Fall 1959: Long interested in civil rights and inspired by the work of the Rev. Martin Luther King Jr., Lewis participates in a series of workshops on nonviolent confrontation while attending college in Nashville, Tennessee. He goes on to participate in sit-ins, mass meetings and the landmark ‘Freedom Rides’ of 1961 that tested racial segregation in the South.
January 1963: Serving as chairman of the Student Nonviolent Coordinating Committee, Lewis arrives in Selma, Alabama, to help register black people to vote. Eight months later and just days after helping Martin Luther King Jr. organize the March on Washington, Lewis is arrested for the first of more than 40 times, for civil rights activities in Selma.
March 7, 1965: Lewis is beaten by an Alabama state trooper while attempting to lead an estimated 600 voting rights marchers out of Selma on the way to Montgomery in an violent confrontation now known as Bloody Sunday. He spends two days in a hospital.
March 21-25, 1965: Lewis joins thousands of others during the Selma-to-Montgomery voting rights march.
1971: Lewis takes over as executive director of the Voter Education Project, a program of the Southern Regional Council.
April 5, 1977: Lewis, making his first bid for Congress in metro Atlanta, loses to a popular white politician in a runoff.
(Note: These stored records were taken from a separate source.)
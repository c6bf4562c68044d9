use colored::*;
use std::fs;
use std::path::Path;

use super::types::{ServerIndex, ToolDescriptor};
use super::wrappers;
use crate::bridge::SessionTable;
use crate::config::ServerLaunch;
use crate::error::Result;

pub struct BuildReport {
    /// (server, tool count) for every server that made it into the registry.
    pub built: Vec<(String, usize)>,
    /// Configured servers that were skipped (missing command, failed handshake).
    pub skipped: Vec<String>,
}

/// Recreates the registry directory from scratch: connects to every
/// configured server, snapshots each tool to `<server>/<tool>.json`, and
/// writes the per-server `index.json`. With `code_wrappers` it also emits
/// the callable stubs code mode runs against. Unreachable servers are
/// skipped with a warning and leave no directory behind.
pub async fn build_registry(
    launches: &[ServerLaunch],
    root: &Path,
    code_wrappers: bool,
    verbose: bool,
) -> Result<BuildReport> {
    println!("{}", "Building tool registry...".bold());

    if root.exists() {
        fs::remove_dir_all(root)?;
    }
    fs::create_dir_all(root)?;

    let mut table = SessionTable::connect_all(launches, verbose).await;

    let mut report = BuildReport {
        built: Vec::new(),
        skipped: launches
            .iter()
            .filter(|launch| !table.contains(&launch.name))
            .map(|launch| launch.name.clone())
            .collect(),
    };

    for server in table.server_names() {
        let tools = table.tools_of(&server).unwrap_or_default().to_vec();
        let server_dir = super::server_dir(root, &server);
        fs::create_dir_all(&server_dir)?;

        let mut tool_names = Vec::new();
        for tool in &tools {
            let descriptor = ToolDescriptor::from_tool(&server, tool);
            let path = super::descriptor_path(root, &server, &tool.name);
            fs::write(&path, serde_json::to_string_pretty(&descriptor)?)?;
            tool_names.push(tool.name.clone());
        }

        let index = ServerIndex::new(&server, tool_names);
        fs::write(
            super::index_path(root, &server),
            serde_json::to_string_pretty(&index)?,
        )?;

        if code_wrappers {
            wrappers::write_wrappers(&server_dir, &server, &tools)?;
        }

        println!(
            "  Generated registry for '{}' ({} tools)",
            server,
            tools.len()
        );
        report.built.push((server, tools.len()));
    }

    table.shutdown().await;

    if report.built.is_empty() {
        println!("{}", "Registry built, but no servers were reachable.".yellow());
    } else {
        println!("{}", "Registry setup complete.".green());
    }
    Ok(report)
}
Later that year he is appointed by President Jimmy Carter to direct ACTION, a federal volunteer agency.
Oct. 6, 1981: Lewis wins his first political office with his election as a member of the Atlanta City Council, where he serves until 1986.
Nov. 4, 1986: Lewis is elected to Congress representing Georgia´s 5th District, which includes much of Atlanta. He was re-elected 16 times, most recently without opposition in 2018. Only once did he receive less than 70% of the vote.
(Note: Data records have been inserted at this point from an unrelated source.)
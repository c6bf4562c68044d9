use async_trait::async_trait;
use reqwest::header::{HeaderMap, HeaderValue, AUTHORIZATION, CONTENT_TYPE};

use super::models::{ChatRequest, ChatResponse};
use crate::error::{BenchError, Result};

/// Chat-completion endpoint as seen by the agent loop. The HTTP client is
/// the only production implementation; tests script responses instead.
#[async_trait]
pub trait ChatApi: Send + Sync {
    async fn complete(&self, request: &ChatRequest) -> Result<ChatResponse>;
}

pub struct HttpChatApi {
    client: reqwest::Client,
    endpoint: String,
}

impl HttpChatApi {
    pub fn new(api_key: &str, endpoint: &str) -> Result<Self> {
        let mut headers = HeaderMap::new();
        headers.insert(
            AUTHORIZATION,
            HeaderValue::from_str(&format!("Bearer {}", api_key)).map_err(|e| {
                BenchError::Other(format!("Invalid authorization header: {}", e))
            })?,
        );
        headers.insert(CONTENT_TYPE, HeaderValue::from_static("application/json"));

        let client = reqwest::Client::builder()
            .default_headers(headers)
            .build()?;

        Ok(Self {
            client,
            endpoint: endpoint.to_string(),
        })
    }
}

#[async_trait]
impl ChatApi for HttpChatApi {
    async fn complete(&self, request: &ChatRequest) -> Result<ChatResponse> {
        let response = self
            .client
            .post(&self.endpoint)
            .json(request)
            .send()
            .await?;

        if !response.status().is_success() {
            let status = response.status().as_u16();
            let message = response
                .text()
                .await
                .unwrap_or_else(|_| "Unknown error".to_string());
            return Err(BenchError::ApiError { status, message });
        }

        Ok(response.json::<ChatResponse>().await?)
    }
}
2001: Lewis receives the John F. Kennedy Profile in Courage Award for Lifetime Achievement, one of a multitude of honors, including the Presidential Medal of Freedom, the nation´s highest civilian honor, presented by President Barack Obama in 2011.
April 27, 2009: Lewis and four others are arrested in Washington during a demonstration at the embassy of Sudan, where they were protesting the expulsion of aid workers amid a humanitarian crisis.
March 8, 2015: Lewis joins Obama, former President George W. Bush and thousands of others in Selma at the commemoration of the 50th anniversary of Bloody Sunday.
June 22, 2016: Lewis leads a Democratic sit-in on the House floor to protest inaction on gun control measures.
Dec. 29, 2019: Lewis announces he has been diagnosed with advanced pancreatic cancer.
July 17, 2020: Lewis dies at the age of 80.